Changes in Blood Metabolites, Intestinal Microbiota Composition and Gene Expression of 95 Weeks Old Laying Hens Differing in Egg Production and Egg Breaking Strength

SIMPLE SUMMARY: The average cycle of laying hens is prolonged by improving one or more aspects, including genetics, nutrition, and management. Yet, this prolongation needs to go hand-in-hand with laying hens staying vital. Our objective was to explore hen vitality at an age of 95 weeks in association with performance parameters (egg production and breaking strength). To this end, we measured metabolism and disease indicators in blood, microbiota composition and diversity in different gut segments, and the biological activity of the small intestine. We observed that 12% of the hens developed certain aberrations. Additionally, five metabolites were significantly associated to these aberrations, and two metabolites to the performance parameters. In the small intestine we observed that in the production groups the physical barrier function was affected, whereas in the breaking strength group the immune function was affected. Taken together, these data show that hen vitality at later ages can still be improved and we provided data on a molecular level that could be used in future endeavors to improve animal health and welfare. ABSTRACT: Herein, we investigated to what extent molecular phenotypes of the systemic level (blood) and local (intestine) are associated with the performance of laying hens at 95 weeks of age. After the trial had run for 95 weeks, two performance groups were generated, i.e., egg production (PROD) and egg breaking strength (BS).
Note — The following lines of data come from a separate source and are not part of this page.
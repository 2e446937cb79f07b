//! Site-specific scrapers and the host dispatch table.
//!
//! A scraper specializes extraction to one site's markup, in one of two
//! shapes: run the structured-data extractor and patch the fields the site
//! gets wrong, or build the recipe from scratch with the DOM helpers and
//! field parsers.

use std::collections::HashMap;
use std::sync::OnceLock;

use async_trait::async_trait;

use crate::error::ScrapeError;
use crate::extractors::ParsingContext;
use crate::model::Recipe;

mod budgetbytes;
mod kochbar;

pub use budgetbytes::BudgetBytes;
pub use kochbar::Kochbar;

/// A scraper specialized to one site's markup.
///
/// Futures are not `Send` because the parsed document is not; a scrape is a
/// request-scoped operation awaited where it starts.
#[async_trait(?Send)]
pub trait SiteScraper: Send + Sync {
    /// Host the scraper is registered under, without the `www.` prefix.
    fn host(&self) -> &'static str;

    async fn scrape(&self, ctx: &ParsingContext) -> Result<Recipe, ScrapeError>;
}

/// Dispatch table from host to scraper, assembled once at startup and
/// read-only thereafter.
pub struct Registry {
    scrapers: HashMap<&'static str, Box<dyn SiteScraper>>,
}

impl Registry {
    pub fn new() -> Self {
        let mut registry = Self {
            scrapers: HashMap::new(),
        };
        registry.register(Box::new(BudgetBytes));
        registry.register(Box::new(Kochbar));
        registry
    }

    fn register(&mut self, scraper: Box<dyn SiteScraper>) {
        self.scrapers.insert(scraper.host(), scraper);
    }

    pub fn dispatch(&self, host: &str) -> Option<&dyn SiteScraper> {
        self.scrapers.get(host).map(Box::as_ref)
    }
}

impl Default for Registry {
    fn default() -> Self {
        Self::new()
    }
}

/// Process-wide registry, built on first use.
pub fn registry() -> &'static Registry {
    static REGISTRY: OnceLock<Registry> = OnceLock::new();
    REGISTRY.get_or_init(Registry::new)
}

#[cfg(test)]
mod tests {
    use super::*;

    #[test]
    fn test_dispatch_by_host() {
        let registry = Registry::new();
        assert_eq!(
            registry.dispatch("kochbar.de").map(|s| s.host()),
            Some("kochbar.de")
        );
        assert_eq!(
            registry.dispatch("budgetbytes.com").map(|s| s.host()),
            Some("budgetbytes.com")
        );
        assert!(registry.dispatch("unknown.example").is_none());
    }
}
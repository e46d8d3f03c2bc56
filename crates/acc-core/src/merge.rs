use crate::error::{Result, SyncError};
use crate::fs::Fs;
use crate::plan::{Action, CopyPlan, PlanEntry, SyncMode};
use crate::report::UpgradeReport;
use crate::source::ComponentSourceTree;
use std::io;
use std::path::PathBuf;

/// Carry out `plan` against the filesystem.
///
/// Skip entries are tallied without being opened. The first failing write
/// stops the run; the returned [`SyncError::PartialExecution`] carries what
/// was finished so a rerun can complete the rest.
pub fn execute(plan: &CopyPlan, source: &ComponentSourceTree, fs: &dyn Fs) -> Result<UpgradeReport> {
    fs.create_dir_all(&plan.target_root)
        .map_err(|source| SyncError::TargetUnwritable {
            path: plan.target_root.clone(),
            source,
        })?;

    let mut report = UpgradeReport::new(plan.mode, &plan.target_root);

    for (i, entry) in plan.entries.iter().enumerate() {
        match apply(plan, entry, source, fs) {
            Ok(action) => report.record(&entry.path, action),
            Err(err) => {
                tracing::warn!(path = %entry.path.display(), error = %err, "sync stopped");
                return Err(SyncError::PartialExecution {
                    path: plan.target_root.join(&entry.path),
                    source: err,
                    report: Box::new(report),
                    completed: paths_of(&plan.entries[..i]),
                    unattempted: paths_of(&plan.entries[i + 1..]),
                });
            }
        }
    }

    tracing::info!(
        mode = %plan.mode,
        created = report.created,
        overwritten = report.overwritten,
        skipped = report.skipped,
        "sync complete"
    );
    Ok(report)
}

/// Apply one entry and return the action that actually happened.
fn apply(
    plan: &CopyPlan,
    entry: &PlanEntry,
    source: &ComponentSourceTree,
    fs: &dyn Fs,
) -> io::Result<Action> {
    if entry.action == Action::Skip {
        return Ok(Action::Skip);
    }

    let data = source.get(&entry.path).ok_or_else(|| {
        io::Error::new(
            io::ErrorKind::NotFound,
            format!("{} is not in the component source", entry.path.display()),
        )
    })?;
    let dest = plan.target_root.join(&entry.path);
    if let Some(parent) = dest.parent() {
        fs.create_dir_all(parent)?;
    }

    match plan.mode {
        SyncMode::Preserve => match fs.write_new(&dest, data) {
            Ok(()) => {}
            // Appeared after planning: leave it alone.
            Err(e) if e.kind() == io::ErrorKind::AlreadyExists => {
                tracing::debug!(path = %entry.path.display(), "appeared since planning, skipped");
                return Ok(Action::Skip);
            }
            Err(e) => return Err(e),
        },
        SyncMode::Force => fs.write(&dest, data)?,
    }

    tracing::debug!(path = %entry.path.display(), action = %entry.action, "applied");
    Ok(entry.action)
}

fn paths_of(entries: &[PlanEntry]) -> Vec<PathBuf> {
    entries.iter().map(|e| e.path.clone()).collect()
}

#[cfg(test)]
mod tests {
    use super::*;
    use crate::fs::MemoryFs;
    use crate::plan::plan;
    use std::path::Path;

    const TARGET: &str = "/p/.claude";

    fn source() -> ComponentSourceTree {
        ComponentSourceTree::from_entries(
            "src",
            [
                ("agents/reviewer.md", &b"agent"[..]),
                ("commands/acc-commit.md", &b"commit\r\n"[..]),
                ("skills/testing/SKILL.md", &b"skill"[..]),
            ],
        )
        .unwrap()
    }

    fn sync(fs: &MemoryFs, mode: SyncMode) -> Result<UpgradeReport> {
        let src = source();
        let plan = plan(&src, Path::new(TARGET), mode, fs);
        execute(&plan, &src, fs)
    }

    #[test]
    fn install_into_empty_target() {
        let fs = MemoryFs::new();
        let report = sync(&fs, SyncMode::Preserve).unwrap();
        assert_eq!((report.created, report.skipped, report.overwritten), (3, 0, 0));
        assert_eq!(
            fs.get("/p/.claude/commands/acc-commit.md").unwrap(),
            b"commit\r\n"
        );
        assert!(fs.exists(Path::new("/p/.claude/skills/testing")));
    }

    #[test]
    fn install_never_opens_existing_files() {
        let fs = MemoryFs::new();
        fs.insert("/p/.claude/commands/acc-commit.md", "custom");
        let report = sync(&fs, SyncMode::Preserve).unwrap();

        assert_eq!(report.skipped, 1);
        assert_eq!(fs.get("/p/.claude/commands/acc-commit.md").unwrap(), b"custom");
        assert!(!fs
            .writes()
            .contains(&PathBuf::from("/p/.claude/commands/acc-commit.md")));
    }

    #[test]
    fn install_is_idempotent() {
        let fs = MemoryFs::new();
        fs.insert("/p/.claude/agents/reviewer.md", "mine");
        sync(&fs, SyncMode::Preserve).unwrap();
        let first = fs.files_under(TARGET);

        let report = sync(&fs, SyncMode::Preserve).unwrap();
        assert_eq!(report.skipped, 3);
        assert_eq!(report.written(), 0);
        assert_eq!(fs.files_under(TARGET), first);
    }

    #[test]
    fn preserve_create_racing_a_new_file_is_skipped() {
        let fs = MemoryFs::new();
        let src = source();
        let plan = plan(&src, Path::new(TARGET), SyncMode::Preserve, &fs);
        fs.insert("/p/.claude/agents/reviewer.md", "arrived late");

        let report = execute(&plan, &src, &fs).unwrap();
        assert_eq!(report.skipped, 1);
        assert_eq!(report.created, 2);
        assert_eq!(fs.get("/p/.claude/agents/reviewer.md").unwrap(), b"arrived late");
    }

    #[test]
    fn force_converges_to_source() {
        let fs = MemoryFs::new();
        fs.insert("/p/.claude/commands/acc-commit.md", "custom");
        fs.insert("/p/.claude/commands/my-custom.md", "mine");
        let report = sync(&fs, SyncMode::Force).unwrap();

        assert_eq!(report.overwritten, 1);
        assert_eq!(report.created, 2);
        let src = source();
        for rel in src.paths() {
            assert_eq!(
                fs.get(Path::new(TARGET).join(rel)).as_deref(),
                src.get(rel),
                "{}",
                rel.display()
            );
        }
        assert_eq!(fs.get("/p/.claude/commands/my-custom.md").unwrap(), b"mine");
    }

    #[test]
    fn failure_reports_completed_and_unattempted() {
        let fs = MemoryFs::new();
        fs.create_dir_all(Path::new(TARGET)).unwrap();
        fs.fail_after(1, io::ErrorKind::StorageFull, |p| {
            p.extension().is_some_and(|e| e == "md")
        });

        let (path, source, report, completed, unattempted) =
            match sync(&fs, SyncMode::Preserve).unwrap_err() {
                SyncError::PartialExecution {
                    path,
                    source,
                    report,
                    completed,
                    unattempted,
                } => (path, source, report, completed, unattempted),
                other => panic!("expected PartialExecution, got {other:?}"),
            };
        assert_eq!(path, PathBuf::from("/p/.claude/commands/acc-commit.md"));
        assert_eq!(source.kind(), io::ErrorKind::StorageFull);
        assert_eq!(report.created, 1);
        assert_eq!(completed, vec![PathBuf::from("agents/reviewer.md")]);
        assert_eq!(unattempted, vec![PathBuf::from("skills/testing/SKILL.md")]);

        fs.clear_fault();
        let rerun = sync(&fs, SyncMode::Preserve).unwrap();
        assert_eq!((rerun.skipped, rerun.created), (1, 2));
    }

    #[test]
    fn unwritable_target_root_aborts_before_any_file() {
        let fs = MemoryFs::new();
        fs.fail_after(0, io::ErrorKind::PermissionDenied, |p| p == Path::new(TARGET));
        let err = sync(&fs, SyncMode::Preserve).unwrap_err();
        assert!(matches!(err, SyncError::TargetUnwritable { .. }));
        assert!(fs.writes().is_empty());
    }

    #[test]
    fn execute_on_disk() {
        let dir = tempfile::TempDir::new().unwrap();
        let target = dir.path().join(".claude");
        let src = source();
        let plan = plan(&src, &target, SyncMode::Preserve, &crate::fs::DiskFs);
        let report = execute(&plan, &src, &crate::fs::DiskFs).unwrap();
        assert_eq!(report.created, 3);
        assert_eq!(
            std::fs::read(target.join("commands/acc-commit.md")).unwrap(),
            b"commit\r\n"
        );
    }
}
A subset of 21 cages, 116 hens, was measured to indicate the metabolism and disease status. Additionally, a focus group (four cages) was made to perform molecular phenotyping in the intestine. A notifiable observation made during the post-mortem dissection was that approximately 12% of the birds at 95 weeks had developed certain aberrations and/or impairments (denoted as organ morbidity). At the systemic level, we observed five metabolites (γGT, triglycerides, HDL, glucose, and cholesterol) significantly associated to organ morbidity, and only two metabolites (urea and aspartate aminotransferase) to the performance phenotypes. At the local level, when comparing high PROD vs. low PROD, we observed differentially expressed genes involved in cell cycle processes and the extracellular matrix. When comparing high BS vs. low BS differentially, expressed genes were observed mainly involved in immune and cell cycle-related processes. This knowledge is crucial for developing novel strategies of keeping laying hens vital.